» TASK ITEM
Write out all the entries below without any change.

» TASK INPUTS
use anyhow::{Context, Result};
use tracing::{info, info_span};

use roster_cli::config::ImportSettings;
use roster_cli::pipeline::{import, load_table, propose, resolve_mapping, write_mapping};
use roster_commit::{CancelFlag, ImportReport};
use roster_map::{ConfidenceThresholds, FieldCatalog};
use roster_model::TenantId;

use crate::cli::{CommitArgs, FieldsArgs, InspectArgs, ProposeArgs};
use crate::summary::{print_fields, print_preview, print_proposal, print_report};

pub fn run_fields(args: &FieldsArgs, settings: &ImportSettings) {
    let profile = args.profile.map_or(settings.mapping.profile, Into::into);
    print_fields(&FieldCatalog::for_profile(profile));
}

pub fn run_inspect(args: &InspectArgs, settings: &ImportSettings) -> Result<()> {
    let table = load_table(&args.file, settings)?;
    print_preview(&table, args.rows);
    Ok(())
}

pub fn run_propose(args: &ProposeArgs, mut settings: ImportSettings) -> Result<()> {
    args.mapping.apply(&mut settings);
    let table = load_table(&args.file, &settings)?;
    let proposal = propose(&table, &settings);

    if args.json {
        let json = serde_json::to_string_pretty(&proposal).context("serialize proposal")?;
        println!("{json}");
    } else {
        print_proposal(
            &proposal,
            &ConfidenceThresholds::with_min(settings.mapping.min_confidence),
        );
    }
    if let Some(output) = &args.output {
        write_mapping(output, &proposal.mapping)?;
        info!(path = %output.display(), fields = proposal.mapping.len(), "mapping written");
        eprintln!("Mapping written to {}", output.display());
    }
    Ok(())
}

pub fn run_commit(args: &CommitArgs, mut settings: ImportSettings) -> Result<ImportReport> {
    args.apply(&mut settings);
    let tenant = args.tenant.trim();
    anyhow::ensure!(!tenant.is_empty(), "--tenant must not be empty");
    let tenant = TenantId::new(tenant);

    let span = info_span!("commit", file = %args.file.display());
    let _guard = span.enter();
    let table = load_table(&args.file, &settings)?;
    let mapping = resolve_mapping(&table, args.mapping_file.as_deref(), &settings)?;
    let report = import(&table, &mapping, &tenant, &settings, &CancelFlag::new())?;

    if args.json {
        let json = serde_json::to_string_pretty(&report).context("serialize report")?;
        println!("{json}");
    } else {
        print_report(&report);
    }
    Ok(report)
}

» TASK ANSWER
use anyhow::{Context, Result};
use tracing::{info, info_span};

use roster_cli::config::ImportSettings;
use roster_cli::pipeline::{import, load_table, propose, resolve_mapping, write_mapping};
use roster_commit::{CancelFlag, ImportReport};
use roster_map::{ConfidenceThresholds, FieldCatalog};
use roster_model::TenantId;

use crate::cli::{CommitArgs, FieldsArgs, InspectArgs, ProposeArgs};
use crate::summary::{print_fields, print_preview, print_proposal, print_report};

pub fn run_fields(args: &FieldsArgs, settings: &ImportSettings) {
    let profile = args.profile.map_or(settings.mapping.profile, Into::into);
    print_fields(&FieldCatalog::for_profile(profile));
}

pub fn run_inspect(args: &InspectArgs, settings: &ImportSettings) -> Result<()> {
    let table = load_table(&args.file, settings)?;
    print_preview(&table, args.rows);
    Ok(())
}

pub fn run_propose(args: &ProposeArgs, mut settings: ImportSettings) -> Result<()> {
    args.mapping.apply(&mut settings);
    let table = load_table(&args.file, &settings)?;
    let proposal = propose(&table, &settings);

    if args.json {
        let json = serde_json::to_string_pretty(&proposal).context("serialize proposal")?;
        println!("{json}");
    } else {
        print_proposal(
            &proposal,
            &ConfidenceThresholds::with_min(settings.mapping.min_confidence),
        );
    }
    if let Some(output) = &args.output {
        write_mapping(output, &proposal.mapping)?;
        info!(path = %output.display(), fields = proposal.mapping.len(), "mapping written");
        eprintln!("Mapping written to {}", output.display());
    }
    Ok(())
}

pub fn run_commit(args: &CommitArgs, mut settings: ImportSettings) -> Result<ImportReport> {
    args.apply(&mut settings);
    let tenant = args.tenant.trim();
    anyhow::ensure!(!tenant.is_empty(), "--tenant must not be empty");
    let tenant = TenantId::new(tenant);

    let span = info_span!("commit", file = %args.file.display());
    let _guard = span.enter();
    let table = load_table(&args.file, &settings)?;
    let mapping = resolve_mapping(&table, args.mapping_file.as_deref(), &settings)?;
    let report = import(&table, &mapping, &tenant, &settings, &CancelFlag::new())?;

    if args.json {
        let json = serde_json::to_string_pretty(&report).context("serialize report")?;
        println!("{json}");
    } else {
        print_report(&report);
    }
    Ok(report)
}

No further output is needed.